Alle Bundestagswahlen in Deutschland waren gültig

24.09.2021, 11:44 (CEST)

Das Bundesverfassungsgericht hat 2012 das damals reformierte Bundeswahlgesetz für verfassungswidrig erklärt. Im Internet wird nun behauptet, alle Wahlen seit 1956 seien ungültig und Bundestag und Bundesrat seien «ohne Legitimation für eine Gesetzgebung». (archiviert)

Bewertung

Das Urteil des Verfassungsgerichts aus dem Jahr 2012 bezieht sich ausschließlich auf die damals noch nicht angewandte Fassung des Bundeswahlgesetzes – es erklärt nicht alle vorangehenden Wahlen für nichtig.

Fakten

Über die Ungültigkeit der Wahl wird ausschließlich in einem Wahlprüfungsverfahren entschieden. Das Bundesverfassungsgericht hat bislang noch keine einzige Wahl für ungültig erklärt.
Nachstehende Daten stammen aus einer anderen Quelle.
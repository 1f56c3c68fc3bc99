//! Fault types raised by the decision engine and its collaborators.

use std::error::Error as StdError;

use thiserror::Error;

/// User-input problem; reported inline and never fatal to the session.
#[derive(Debug, Clone, Error, PartialEq, Eq)]
pub enum ValidationFault {
    /// Email field left empty.
    #[error("email is required")]
    MissingEmail,
    /// Email field is not a well-formed address.
    #[error("email is invalid")]
    InvalidEmail {
        /// Submitted value.
        email: String,
    },
    /// Password field left empty.
    #[error("password is required")]
    MissingPassword,
    /// Password confirmation does not match.
    #[error("passwords do not match")]
    PasswordMismatch,
    /// Selected connection or strategy is not in the catalog.
    #[error("unknown connection")]
    UnknownConnection {
        /// Requested identifier.
        name: String,
    },
    /// No connection serves the email's domain and no default exists.
    #[error("no connection for email domain")]
    UnmatchedDomain {
        /// Domain extracted from the email.
        domain: String,
    },
    /// The catalog has no credential connection to submit to.
    #[error("no credential connection available")]
    NoCredentialConnection,
    /// The catalog has no database connection for signup or reset.
    #[error("no database connection available")]
    NoDatabaseConnection,
}

impl ValidationFault {
    /// Machine-readable code used in fault events.
    #[must_use]
    pub const fn code(&self) -> &'static str {
        match self {
            Self::MissingEmail => "missing_email",
            Self::InvalidEmail { .. } => "invalid_email",
            Self::MissingPassword => "missing_password",
            Self::PasswordMismatch => "password_mismatch",
            Self::UnknownConnection { .. } => "unknown_connection",
            Self::UnmatchedDomain { .. } => "unmatched_domain",
            Self::NoCredentialConnection => "no_credential_connection",
            Self::NoDatabaseConnection => "no_database_connection",
        }
    }

    /// Form field the renderer should flag, if any.
    #[must_use]
    pub const fn field(&self) -> Option<&'static str> {
        match self {
            Self::MissingEmail | Self::InvalidEmail { .. } | Self::UnmatchedDomain { .. } => {
                Some("email")
            }
            Self::MissingPassword => Some("password"),
            Self::PasswordMismatch => Some("repeat_password"),
            Self::UnknownConnection { .. }
            | Self::NoCredentialConnection
            | Self::NoDatabaseConnection => None,
        }
    }
}

/// Catalog or options problem that prevents a usable widget.
#[derive(Debug, Clone, Error, PartialEq, Eq)]
pub enum ConfigurationFault {
    /// The client has no connections at all.
    #[error("client has no connections")]
    NoConnections,
    /// None of the requested connections exist for the client.
    #[error("no requested connection is available")]
    NoRequestedConnections {
        /// Names the host asked for.
        requested: Vec<String>,
    },
}

impl ConfigurationFault {
    /// Machine-readable code used in fault events.
    #[must_use]
    pub const fn code(&self) -> &'static str {
        match self {
            Self::NoConnections => "no_connections",
            Self::NoRequestedConnections { .. } => "no_requested_connections",
        }
    }

    /// One-line detail for fault events.
    #[must_use]
    pub fn detail(&self) -> String {
        match self {
            Self::NoConnections => self.to_string(),
            Self::NoRequestedConnections { requested } => {
                format!("{self}: {}", requested.join(", "))
            }
        }
    }
}

/// Failure reported by an [`IdentityClient`](crate::client::IdentityClient).
#[derive(Debug, Error)]
pub enum ClientError {
    /// Transport-level failure.
    #[error("identity request failed")]
    Request {
        /// Operation that failed.
        operation: &'static str,
        /// Underlying transport error.
        #[source]
        source: Box<dyn StdError + Send + Sync>,
    },
    /// The backend answered with an error payload.
    #[error("identity request rejected")]
    Rejected {
        /// Operation that failed.
        operation: &'static str,
        /// Backend error code.
        code: String,
        /// Backend error description.
        description: String,
    },
    /// The backend could not be reached.
    #[error("identity service unavailable")]
    Unavailable {
        /// Operation that failed.
        operation: &'static str,
    },
    /// The client does not implement the operation.
    #[error("operation not supported by identity client")]
    Unsupported {
        /// Operation that was requested.
        operation: &'static str,
    },
}

impl ClientError {
    /// Wrap a transport error.
    #[must_use]
    pub fn request(
        operation: &'static str,
        source: impl Into<Box<dyn StdError + Send + Sync>>,
    ) -> Self {
        Self::Request {
            operation,
            source: source.into(),
        }
    }

    /// Machine-readable code used in fault events.
    #[must_use]
    pub fn code(&self) -> &str {
        match self {
            Self::Request { .. } => "request_failed",
            Self::Rejected { code, .. } => code,
            Self::Unavailable { .. } => "unavailable",
            Self::Unsupported { .. } => "unsupported",
        }
    }

    /// Operation the error belongs to.
    #[must_use]
    pub const fn operation(&self) -> &'static str {
        match self {
            Self::Request { operation, .. }
            | Self::Rejected { operation, .. }
            | Self::Unavailable { operation }
            | Self::Unsupported { operation } => operation,
        }
    }

    /// One-line detail for fault events and failed submissions.
    #[must_use]
    pub fn detail(&self) -> String {
        match self {
            Self::Request { operation, source } => format!("{operation}: {source}"),
            Self::Rejected {
                operation,
                description,
                ..
            } => format!("{operation}: {description}"),
            Self::Unavailable { operation } | Self::Unsupported { operation } => {
                format!("{operation}: {self}")
            }
        }
    }
}

#[cfg(test)]
mod tests {
    use super::*;
    use std::io;

    #[test]
    fn validation_codes_and_fields() {
        let fault = ValidationFault::InvalidEmail {
            email: "john".into(),
        };
        assert_eq!(fault.code(), "invalid_email");
        assert_eq!(fault.field(), Some("email"));
        assert_eq!(ValidationFault::PasswordMismatch.field(), Some("repeat_password"));
        assert_eq!(ValidationFault::NoDatabaseConnection.field(), None);
    }

    #[test]
    fn configuration_detail_lists_requested_names() {
        let fault = ConfigurationFault::NoRequestedConnections {
            requested: vec!["a".into(), "b".into()],
        };
        assert_eq!(fault.code(), "no_requested_connections");
        assert_eq!(fault.detail(), "no requested connection is available: a, b");
    }

    #[test]
    fn client_error_details() {
        let err = ClientError::request(
            "login",
            io::Error::new(io::ErrorKind::TimedOut, "timed out"),
        );
        assert_eq!(err.code(), "request_failed");
        assert_eq!(err.operation(), "login");
        assert_eq!(err.detail(), "login: timed out");
        assert!(err.source().is_some());

        let rejected = ClientError::Rejected {
            operation: "signup",
            code: "user_exists".into(),
            description: "The user already exists.".into(),
        };
        assert_eq!(rejected.code(), "user_exists");
        assert_eq!(rejected.detail(), "signup: The user already exists.");
    }
}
Bei der im Facebook-Post erwähnten Klage im Jahr 2012 ging es um Überhangmandate. Sie entstehen dann, wenn eine Partei mehr Direktmandate über die Erststimmen erhält als ihr durch die Zweitstimmen Sitze im Bundestag zustehen.

2011 versuchte die damalige Bundesregierung aus CDU, CSU und FDP, die Überhangmandate in den Bundesländern, in denen sie anfallen, zu neutralisieren - durch eine sehr komplizierte Lösung. Gegen diese Wahlrechtsreform klagte ein Zusammenschluss aus SPD, Grünen und mehr als 3000 Bürgern. Die Verfassungsrichter gaben am 25. Juli 2012 der Klage statt: Diese Novellierung des Wahlgesetzes kollidiere mit dem Grundgesetz.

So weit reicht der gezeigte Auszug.